Commentary on study Till C, Green R, Flora D, Hornung R, Martinez-Mier EA, Blazer M, et al. Fluoride exposure from infant formula and child IQ in a Canadian birth cohort. Environ Int 2020;134:105315.
Question Among otherwise normal preschool children, what is the association between fluoridated water used to constitute formula as infants/toddlers and IQ?
Design Multicenter, prospective study drawn from participants in the Maternal-Infant Research on Environmental Chemicals (MIREC) program.
Setting 6 cities across Canada.
Participants 398 mother-child dyads, the children of which were 3-4 years old.
Intervention Wechsler Primary and Preschool Scale of Intelligence-
Outcomes IQ score.
Main Results 38% of the dyads lived in cities with fluoridated water. An increase of 0.5 mg/L in water fluoride concentration corresponded to a 9.3- and 6.2-point decrement in Performance IQ among both formula-fed (95% CI:
13.77 to 4.76) and breast-fed children (95% CI: 10.45 to 1.94), respectively.
Conclusions Ingestion of formula constituted from fluoridated water is associated with Performance IQ deficits.

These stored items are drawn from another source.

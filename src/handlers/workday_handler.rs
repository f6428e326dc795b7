use actix_web::{HttpResponse, web};
use std::sync::Arc;

use crate::{
    errors::ApiError,
    services::workday_service::WorkdayService,
    types::{
        requests::workday::{
            assign_request::AssignRequest, create_workday_request::CreateWorkdayRequest,
            update_workday_request::UpdateWorkdayRequest, workday_query::WorkdayQuery,
        },
        responses::{api_response::ApiResponse, workday_response::GenerateResponse},
    },
    utils::auth_utils::AuthenticatedUser,
};

pub async fn list_workdays_handler(
    user: AuthenticatedUser,
    workday_service: web::Data<Arc<WorkdayService>>,
    query: web::Query<WorkdayQuery>,
) -> Result<HttpResponse, ApiError> {
    let response = workday_service
        .list_workdays(&user, query.into_inner())
        .await?;
    Ok(HttpResponse::Ok().json(ApiResponse::success(
        "Workdays fetched successfully.",
        response,
    )))
}

pub async fn create_workday_handler(
    user: AuthenticatedUser,
    workday_service: web::Data<Arc<WorkdayService>>,
    payload: web::Json<CreateWorkdayRequest>,
) -> Result<HttpResponse, ApiError> {
    let workday = workday_service
        .create_workday(&user, payload.into_inner())
        .await?;
    Ok(HttpResponse::Created().json(ApiResponse::success(
        "Workday created successfully.",
        workday,
    )))
}

pub async fn update_workday_handler(
    user: AuthenticatedUser,
    workday_service: web::Data<Arc<WorkdayService>>,
    workday_id: web::Path<String>,
    payload: web::Json<UpdateWorkdayRequest>,
) -> Result<HttpResponse, ApiError> {
    let workday = workday_service
        .update_workday(&user, &workday_id, payload.into_inner())
        .await?;
    Ok(HttpResponse::Ok().json(ApiResponse::success(
        "Workday updated successfully.",
        workday,
    )))
}

pub async fn delete_workday_handler(
    user: AuthenticatedUser,
    workday_service: web::Data<Arc<WorkdayService>>,
    workday_id: web::Path<String>,
) -> Result<HttpResponse, ApiError> {
    workday_service.delete_workday(&user, &workday_id).await?;
    Ok(HttpResponse::Ok().json(ApiResponse::success(
        "Workday deleted successfully.",
        None::<()>,
    )))
}

pub async fn assign_timeslot_handler(
    user: AuthenticatedUser,
    workday_service: web::Data<Arc<WorkdayService>>,
    path: web::Path<(String, String)>,
    payload: web::Json<AssignRequest>,
) -> Result<HttpResponse, ApiError> {
    let (workday_id, timeslot_id) = path.into_inner();
    let workday = workday_service
        .assign_timeslot(&user, &workday_id, &timeslot_id, payload.into_inner())
        .await?;
    Ok(HttpResponse::Ok().json(ApiResponse::success(
        "Timeslot assignment updated.",
        workday,
    )))
}

pub async fn delete_timeslot_handler(
    user: AuthenticatedUser,
    workday_service: web::Data<Arc<WorkdayService>>,
    path: web::Path<(String, String)>,
) -> Result<HttpResponse, ApiError> {
    let (workday_id, timeslot_id) = path.into_inner();
    let workday = workday_service
        .delete_timeslot(&user, &workday_id, &timeslot_id)
        .await?;
    Ok(HttpResponse::Ok().json(ApiResponse::success(
        "Timeslot deleted successfully.",
        workday,
    )))
}

pub async fn generate_workdays_handler(
    user: AuthenticatedUser,
    workday_service: web::Data<Arc<WorkdayService>>,
) -> Result<HttpResponse, ApiError> {
    let created = workday_service.generate_workdays(&user).await?;
    Ok(HttpResponse::Created().json(ApiResponse::success(
        "Workdays generated successfully.",
        GenerateResponse { created },
    )))
}
use actix_web::{HttpResponse, web};
use log::info;
use std::sync::Arc;

use crate::{
    errors::ApiError,
    services::user_service::UserService,
    types::{
        requests::auth::{login_request::LoginRequest, register_request::RegisterRequest},
        responses::{
            api_response::ApiResponse,
            user_response::{LoginResponse, UserResponse},
        },
    },
    utils::{
        auth_utils::{expired_cookie, generate_cookie},
        validation_utils::{to_api_error, validate_login_data, validate_register_data},
    },
};

pub async fn register_user_handler(
    user_service: web::Data<Arc<UserService>>,
    new_user: web::Json<RegisterRequest>,
) -> Result<HttpResponse, ApiError> {
    let data = new_user.into_inner();
    validate_register_data(&data)
        .map_err(|errors| to_api_error(errors, "Invalid registration data"))?;

    let user = user_service.register_user(data).await?;
    Ok(HttpResponse::Created().json(ApiResponse::success(
        "User successfully created.",
        UserResponse::from(&user),
    )))
}

pub async fn jwt_login_handler(
    user_service: web::Data<Arc<UserService>>,
    credentials: web::Json<LoginRequest>,
) -> Result<HttpResponse, ApiError> {
    let data = credentials.into_inner();
    validate_login_data(&data)
        .map_err(|errors| to_api_error(errors, "Invalid login credentials"))?;

    let (user, token) = user_service
        .authenticate_user(&data.email, &data.password)
        .await?;
    info!("User {} successfully logged in.", data.email);

    let cookie = generate_cookie(token.clone());
    Ok(HttpResponse::Ok().cookie(cookie).json(ApiResponse::success(
        "Login successful",
        LoginResponse {
            token,
            user: UserResponse::from(&user),
        },
    )))
}

pub async fn logout_user_handler() -> HttpResponse {
    HttpResponse::Ok()
        .cookie(expired_cookie())
        .json(ApiResponse::success(
            "Logged out successfully.",
            None::<()>,
        ))
}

Commentary This study by Till et al used data from the MIREC Study to demonstrate that fluoride intake from infant formula constituted from tap water is associated with lower performance IQ at age 3-4 years. Despite some limitations, eg, the use of estimated vs directly measured exposures to fluoride, the possibility of bias or confounding appears low. The results are consistent with increasing evidence suggesting that early life exposure to fluoride (prenatal and infancy) is associated with adverse neurobehavioral impacts. Evidence includes experimental studies in rodents as well as 3 recent longitudinal birth cohort studies (1 involving MIREC and 2 involving ourselves and colleagues) demonstrating significant associations between individual measures of prenatal fluoride exposure and lower performance on offspring measures of intelligence and behavior.1-3 Overall, these studies inform the ongoing debate over the benefits vs risks associated with the fluoridation of water. Clearly, more research is needed. Meanwhile, since the beneficial effects of fluoride predominantly occur at the tooth surface after teeth have erupted, whereas fluoride is not essential for growth and development, a cautious step could be avoidance of fluoridated products and water by women during pregnancy and by infants during the first 6 months of life.
Morteza Bashash, PhD, MS
University of Toronto
Toronto, Ontario, Canada
Howard Hu, MD, MPH, ScD
University of Washington
1. Green R, Lanphear B, Hornung R, Flora D, Martinez-Mier EA, Neufeld R, et al. Fluoride exposure during fetal development and intellectual abilities in a Canadian birth cohort. JAMA Pediatr 2019;173:940-8.
2. Bashash M, ThomasD, HuH, Martinez-MierEA, Sanchez BN, Basu N, et al. Prenatal fluoride exposure and cognitive outcomes in children at 4 and 6-12 years of age in Mexico. Environ Health Perspect 2017;125:097017.
3. Bashash M, Marchand M, Hu H, Till C, Martinez-Mier EA, Sanchez BN, et al. Prenatal fluoride exposure and attention deficit hyperactivity disorder (ADHD) symptoms in children at 6-12 years of age in Mexico City. Environ Int 2018;121(Pt 1):658-66.